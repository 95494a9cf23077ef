//! Batch registry records.

use chrono::{DateTime, NaiveDate, Utc};
use serde::{Deserialize, Serialize};

use pharmastock_core::{
    BatchId, DomainError, DomainResult, Entity, Money, Quantity, SubstanceId, UnitId, UserId,
};

/// One receipt of a substance at a unit.
///
/// Created once and never deleted. `received_quantity` is immutable; the
/// current on-hand quantity lives in the balance store.
#[derive(Debug, Clone, PartialEq, Eq, Serialize, Deserialize)]
pub struct Batch {
    pub id: BatchId,
    pub substance_id: SubstanceId,
    pub unit_id: UnitId,
    pub lot_code: String,
    pub expiry_date: NaiveDate,
    pub received_quantity: Quantity,
    pub unit_cost: Money,
    pub supplier: String,
    pub invoice_ref: Option<String>,
    /// Store-assigned registration order; breaks expiry ties FIFO.
    pub registration_seq: u64,
    /// Origin batch when this batch was synthesized by a transfer.
    pub source_batch: Option<BatchId>,
    pub created_by: UserId,
    pub created_at: DateTime<Utc>,
}

/// Input for registering a batch.
#[derive(Debug, Clone, PartialEq, Eq, Serialize, Deserialize)]
pub struct NewBatch {
    pub substance_id: SubstanceId,
    pub unit_id: UnitId,
    pub lot_code: String,
    pub expiry_date: NaiveDate,
    pub received_quantity: Quantity,
    pub unit_cost: Money,
    pub supplier: String,
    pub invoice_ref: Option<String>,
    pub source_batch: Option<BatchId>,
}

impl NewBatch {
    pub fn validate(&self) -> DomainResult<()> {
        if self.lot_code.trim().is_empty() {
            return Err(DomainError::validation("lot code cannot be empty"));
        }
        if self.supplier.trim().is_empty() {
            return Err(DomainError::validation("supplier cannot be empty"));
        }
        Ok(())
    }

    pub fn register(
        self,
        id: BatchId,
        registration_seq: u64,
        created_by: UserId,
        created_at: DateTime<Utc>,
    ) -> DomainResult<Batch> {
        self.validate()?;
        Ok(Batch {
            id,
            substance_id: self.substance_id,
            unit_id: self.unit_id,
            lot_code: self.lot_code.trim().to_string(),
            expiry_date: self.expiry_date,
            received_quantity: self.received_quantity,
            unit_cost: self.unit_cost,
            supplier: self.supplier,
            invoice_ref: self.invoice_ref,
            registration_seq,
            source_batch: self.source_batch,
            created_by,
            created_at,
        })
    }
}

/// Where a batch stands relative to its expiry date.
#[derive(Debug, Copy, Clone, PartialEq, Eq, Serialize, Deserialize)]
#[serde(rename_all = "snake_case", tag = "status")]
pub enum ExpiryStatus {
    Valid,
    /// Expires within the substance's alert window (0 = expires today).
    ExpiringSoon { days_left: i64 },
    /// Expiry date is strictly before today.
    Expired { days_past: i64 },
}

impl Batch {
    pub fn is_expired(&self, today: NaiveDate) -> bool {
        self.expiry_date < today
    }

    pub fn expiry_status(&self, today: NaiveDate, alert_days: u32) -> ExpiryStatus {
        let days_left = (self.expiry_date - today).num_days();
        if days_left < 0 {
            ExpiryStatus::Expired {
                days_past: -days_left,
            }
        } else if days_left <= i64::from(alert_days) {
            ExpiryStatus::ExpiringSoon { days_left }
        } else {
            ExpiryStatus::Valid
        }
    }

    /// Whether this batch is a transfer copy of `origin` with the given expiry.
    pub fn mirrors(&self, origin: BatchId, expiry_date: NaiveDate) -> bool {
        self.source_batch == Some(origin) && self.expiry_date == expiry_date
    }
}

impl Entity for Batch {
    type Id = BatchId;

    fn id(&self) -> &Self::Id {
        &self.id
    }
}

#[cfg(test)]
mod tests {
    use super::*;

    fn date(y: i32, m: u32, d: u32) -> NaiveDate {
        NaiveDate::from_ymd_opt(y, m, d).unwrap()
    }

    fn batch(expiry: NaiveDate) -> Batch {
        NewBatch {
            substance_id: SubstanceId::new(),
            unit_id: UnitId::new(),
            lot_code: " L-001 ".to_string(),
            expiry_date: expiry,
            received_quantity: Quantity::from(10),
            unit_cost: Money::ZERO,
            supplier: "Acme Pharma".to_string(),
            invoice_ref: None,
            source_batch: None,
        }
        .register(BatchId::new(), 1, UserId::new(), Utc::now())
        .unwrap()
    }

    #[test]
    fn lot_code_is_trimmed_on_registration() {
        assert_eq!(batch(date(2030, 1, 1)).lot_code, "L-001");
    }

    #[test]
    fn empty_lot_code_is_rejected() {
        let mut nb = NewBatch {
            substance_id: SubstanceId::new(),
            unit_id: UnitId::new(),
            lot_code: "   ".to_string(),
            expiry_date: date(2030, 1, 1),
            received_quantity: Quantity::from(1),
            unit_cost: Money::ZERO,
            supplier: "Acme".to_string(),
            invoice_ref: None,
            source_batch: None,
        };
        assert!(nb.validate().is_err());
        nb.lot_code = "A1".to_string();
        assert!(nb.validate().is_ok());
    }

    #[test]
    fn expiry_status_boundaries() {
        let today = date(2026, 3, 10);
        let b = batch(date(2026, 3, 9));
        assert!(b.is_expired(today));
        assert_eq!(b.expiry_status(today, 90), ExpiryStatus::Expired { days_past: 1 });

        let b = batch(today);
        assert!(!b.is_expired(today));
        assert_eq!(b.expiry_status(today, 90), ExpiryStatus::ExpiringSoon { days_left: 0 });

        let b = batch(date(2026, 6, 8));
        assert_eq!(b.expiry_status(today, 90), ExpiryStatus::ExpiringSoon { days_left: 90 });

        let b = batch(date(2026, 6, 9));
        assert_eq!(b.expiry_status(today, 90), ExpiryStatus::Valid);
    }
}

--------

WORK TASK
Word for word, transcribe all of the records.

ANSWER SPACE
repository 95494a9cf23077ef
//! Batch registry records.

use chrono::{DateTime, NaiveDate, Utc};
use serde::{Deserialize, Serialize};

use pharmastock_core::{
    BatchId, DomainError, DomainResult, Entity, Money, Quantity, SubstanceId, UnitId, UserId,
};

/// One receipt of a substance at a unit.
///
/// Created once and never deleted. `received_quantity` is immutable; the
/// current on-hand quantity lives in the balance store.
#[derive(Debug, Clone, PartialEq, Eq, Serialize, Deserialize)]
pub struct Batch {
    pub id: BatchId,
    pub substance_id: SubstanceId,
    pub unit_id: UnitId,
    pub lot_code: String,
    pub expiry_date: NaiveDate,
    pub received_quantity: Quantity,
    pub unit_cost: Money,
    pub supplier: String,
    pub invoice_ref: Option<String>,
    /// Store-assigned registration order; breaks expiry ties FIFO.
    pub registration_seq: u64,
    /// Origin batch when this batch was synthesized by a transfer.
    pub source_batch: Option<BatchId>,
    pub created_by: UserId,
    pub created_at: DateTime<Utc>,
}

/// Input for registering a batch.
#[derive(Debug, Clone, PartialEq, Eq, Serialize, Deserialize)]
pub struct NewBatch {
    pub substance_id: SubstanceId,
    pub unit_id: UnitId,
    pub lot_code: String,
    pub expiry_date: NaiveDate,
    pub received_quantity: Quantity,
    pub unit_cost: Money,
    pub supplier: String,
    pub invoice_ref: Option<String>,
    pub source_batch: Option<BatchId>,
}

impl NewBatch {
    pub fn validate(&self) -> DomainResult<()> {
        if self.lot_code.trim().is_empty() {
            return Err(DomainError::validation("lot code cannot be empty"));
        }
        if self.supplier.trim().is_empty() {
            return Err(DomainError::validation("supplier cannot be empty"));
        }
        Ok(())
    }

    pub fn register(
        self,
        id: BatchId,
        registration_seq: u64,
        created_by: UserId,
        created_at: DateTime<Utc>,
    ) -> DomainResult<Batch> {
        self.validate()?;
        Ok(Batch {
            id,
            substance_id: self.substance_id,
            unit_id: self.unit_id,
            lot_code: self.lot_code.trim().to_string(),
            expiry_date: self.expiry_date,
            received_quantity: self.received_quantity,
            unit_cost: self.unit_cost,
            supplier: self.supplier,
            invoice_ref: self.invoice_ref,
            registration_seq,
            source_batch: self.source_batch,
            created_by,
            created_at,
        })
    }
}

/// Where a batch stands relative to its expiry date.
#[derive(Debug, Copy, Clone, PartialEq, Eq, Serialize, Deserialize)]
#[serde(rename_all = "snake_case", tag = "status")]
pub enum ExpiryStatus {
    Valid,
    /// Expires within the substance's alert window (0 = expires today).
    ExpiringSoon { days_left: i64 },
    /// Expiry date is strictly before today.
    Expired { days_past: i64 },
}

impl Batch {
    pub fn is_expired(&self, today: NaiveDate) -> bool {
        self.expiry_date < today
    }

    pub fn expiry_status(&self, today: NaiveDate, alert_days: u32) -> ExpiryStatus {
        let days_left = (self.expiry_date - today).num_days();
        if days_left < 0 {
            ExpiryStatus::Expired {
                days_past: -days_left,
            }
        } else if days_left <= i64::from(alert_days) {
            ExpiryStatus::ExpiringSoon { days_left }
        } else {
            ExpiryStatus::Valid
        }
    }

    /// Whether this batch is a transfer copy of `origin` with the given expiry.
    pub fn mirrors(&self, origin: BatchId, expiry_date: NaiveDate) -> bool {
        self.source_batch == Some(origin) && self.expiry_date == expiry_date
    }
}

impl Entity for Batch {
    type Id = BatchId;

    fn id(&self) -> &Self::Id {
        &self.id
    }
}

#[cfg(test)]
mod tests {
    use super::*;

    fn date(y: i32, m: u32, d: u32) -> NaiveDate {
        NaiveDate::from_ymd_opt(y, m, d).unwrap()
    }

    fn batch(expiry: NaiveDate) -> Batch {
        NewBatch {
            substance_id: SubstanceId::new(),
            unit_id: UnitId::new(),
            lot_code: " L-001 ".to_string(),
            expiry_date: expiry,
            received_quantity: Quantity::from(10),
            unit_cost: Money::ZERO,
            supplier: "Acme Pharma".to_string(),
            invoice_ref: None,
            source_batch: None,
        }
        .register(BatchId::new(), 1, UserId::new(), Utc::now())
        .unwrap()
    }

    #[test]
    fn lot_code_is_trimmed_on_registration() {
        assert_eq!(batch(date(2030, 1, 1)).lot_code, "L-001");
    }

    #[test]
    fn empty_lot_code_is_rejected() {
        let mut nb = NewBatch {
            substance_id: SubstanceId::new(),
            unit_id: UnitId::new(),
            lot_code: "   ".to_string(),
            expiry_date: date(2030, 1, 1),
            received_quantity: Quantity::from(1),
            unit_cost: Money::ZERO,
            supplier: "Acme".to_string(),
            invoice_ref: None,
            source_batch: None,
        };
        assert!(nb.validate().is_err());
        nb.lot_code = "A1".to_string();
        assert!(nb.validate().is_ok());
    }

    #[test]
    fn expiry_status_boundaries() {
        let today = date(2026, 3, 10);
        let b = batch(date(2026, 3, 9));
        assert!(b.is_expired(today));
        assert_eq!(b.expiry_status(today, 90), ExpiryStatus::Expired { days_past: 1 });

        let b = batch(today);
        assert!(!b.is_expired(today));
        assert_eq!(b.expiry_status(today, 90), ExpiryStatus::ExpiringSoon { days_left: 0 });

        let b = batch(date(2026, 6, 8));
        assert_eq!(b.expiry_status(today, 90), ExpiryStatus::ExpiringSoon { days_left: 90 });

        let b = batch(date(2026, 6, 9));
        assert_eq!(b.expiry_status(today, 90), ExpiryStatus::Valid);
    }
}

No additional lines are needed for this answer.